__Aim of the task__
Copy the full listing exactly, word for word.

=== Records to use ===

//! Native-side GUI layer: a wry webview showing the widget HTML.
//!
//! The webview is created as a child of the winit window and communicates
//! with the widget via a minimal JSON IPC bridge.

/// Panel controller syncing the webview with the widget.
pub(crate) mod panel;
/// Wry webview creation, IPC handler, and view push helper.
pub mod webview;
//! Mode-specific scene geometry.
//!
//! A [`Scene`] is the drawable description of one structure under one
//! render mode: a flat list of primitives, the assembly copies to instance
//! them with, and the camera placement. Turning primitives into GPU
//! buffers is left to whatever surface hosts the scene.

use glam::{Mat4, Vec3};
use serde::Serialize;

use super::camera::CameraPlacement;
use super::color::{residue_colors, Rgb};
use super::secondary::SsKind;
use super::structure::Structure;
use crate::options::{Quality, RenderMode, ViewerOptions};

/// Bond length cutoff when deriving connectivity from distances.
const MAX_BOND: f32 = 1.9;
/// Cylinder radius of the `trace` mode.
const TRACE_RADIUS: f32 = 0.3;
/// Radius of the `tube` mode.
const TUBE_RADIUS: f32 = 0.35;
/// Ligand sphere radius drawn next to backbone-only modes.
const LIGAND_RADIUS: f32 = 0.4;

/// A drawable element.
#[derive(Debug, Clone, PartialEq)]
pub enum Primitive {
    /// Single-pixel line segment.
    Line {
        /// Start point.
        from: Vec3,
        /// End point.
        to: Vec3,
        /// Segment color.
        color: Rgb,
    },
    /// Capped cylinder.
    Cylinder {
        /// Start point.
        from: Vec3,
        /// End point.
        to: Vec3,
        /// Radius in Å.
        radius: f32,
        /// Cylinder color.
        color: Rgb,
    },
    /// Sphere.
    Sphere {
        /// Center.
        center: Vec3,
        /// Radius in Å.
        radius: f32,
        /// Sphere color.
        color: Rgb,
    },
    /// Smooth polyline through spline samples.
    Polyline {
        /// Sample points.
        points: Vec<Vec3>,
        /// One color per sample.
        colors: Vec<Rgb>,
    },
    /// Swept tube with per-sample radius.
    Tube {
        /// Sample points.
        points: Vec<Vec3>,
        /// One radius per sample.
        radii: Vec<f32>,
        /// One color per sample.
        colors: Vec<Rgb>,
    },
}

/// An instanced copy of (part of) the structure.
#[derive(Debug, Clone, PartialEq)]
pub struct SceneCopy {
    /// Chains drawn by this copy; empty means all.
    pub chains: Vec<char>,
    /// World transform of the copy.
    pub transform: Mat4,
}

/// Surface settings fixed at build time.
#[derive(Debug, Clone, Copy, PartialEq, Eq)]
pub struct SurfaceSettings {
    /// Tessellation quality.
    pub quality: Quality,
    /// Antialiasing on or off.
    pub antialias: bool,
    /// Silhouette outline on or off.
    pub outline: bool,
}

===

__Response to the exercise__
//! Native-side GUI layer: a wry webview showing the widget HTML.
//!
//! The webview is created as a child of the winit window and communicates
//! with the widget via a minimal JSON IPC bridge.

/// Panel controller syncing the webview with the widget.
pub(crate) mod panel;
/// Wry webview creation, IPC handler, and view push helper.
pub mod webview;
//! Mode-specific scene geometry.
//!
//! A [`Scene`] is the drawable description of one structure under one
//! render mode: a flat list of primitives, the assembly copies to instance
//! them with, and the camera placement. Turning primitives into GPU
//! buffers is left to whatever surface hosts the scene.

use glam::{Mat4, Vec3};
use serde::Serialize;

use super::camera::CameraPlacement;
use super::color::{residue_colors, Rgb};
use super::secondary::SsKind;
use super::structure::Structure;
use crate::options::{Quality, RenderMode, ViewerOptions};

/// Bond length cutoff when deriving connectivity from distances.
const MAX_BOND: f32 = 1.9;
/// Cylinder radius of the `trace` mode.
const TRACE_RADIUS: f32 = 0.3;
/// Radius of the `tube` mode.
const TUBE_RADIUS: f32 = 0.35;
/// Ligand sphere radius drawn next to backbone-only modes.
const LIGAND_RADIUS: f32 = 0.4;

/// A drawable element.
#[derive(Debug, Clone, PartialEq)]
pub enum Primitive {
    /// Single-pixel line segment.
    Line {
        /// Start point.
        from: Vec3,
        /// End point.
        to: Vec3,
        /// Segment color.
        color: Rgb,
    },
    /// Capped cylinder.
    Cylinder {
        /// Start point.
        from: Vec3,
        /// End point.
        to: Vec3,
        /// Radius in Å.
        radius: f32,
        /// Cylinder color.
        color: Rgb,
    },
    /// Sphere.
    Sphere {
        /// Center.
        center: Vec3,
        /// Radius in Å.
        radius: f32,
        /// Sphere color.
        color: Rgb,
    },
    /// Smooth polyline through spline samples.
    Polyline {
        /// Sample points.
        points: Vec<Vec3>,
        /// One color per sample.
        colors: Vec<Rgb>,
    },
    /// Swept tube with per-sample radius.
    Tube {
        /// Sample points.
        points: Vec<Vec3>,
        /// One radius per sample.
        radii: Vec<f32>,
        /// One color per sample.
        colors: Vec<Rgb>,
    },
}

/// An instanced copy of (part of) the structure.
#[derive(Debug, Clone, PartialEq)]
pub struct SceneCopy {
    /// Chains drawn by this copy; empty means all.
    pub chains: Vec<char>,
    /// World transform of the copy.
    pub transform: Mat4,
}

/// Surface settings fixed at build time.
#[derive(Debug, Clone, Copy, PartialEq, Eq)]
pub struct SurfaceSettings {
    /// Tessellation quality.
    pub quality: Quality,
    /// Antialiasing on or off.
    pub antialias: bool,
    /// Silhouette outline on or off.
    pub outline: bool,
}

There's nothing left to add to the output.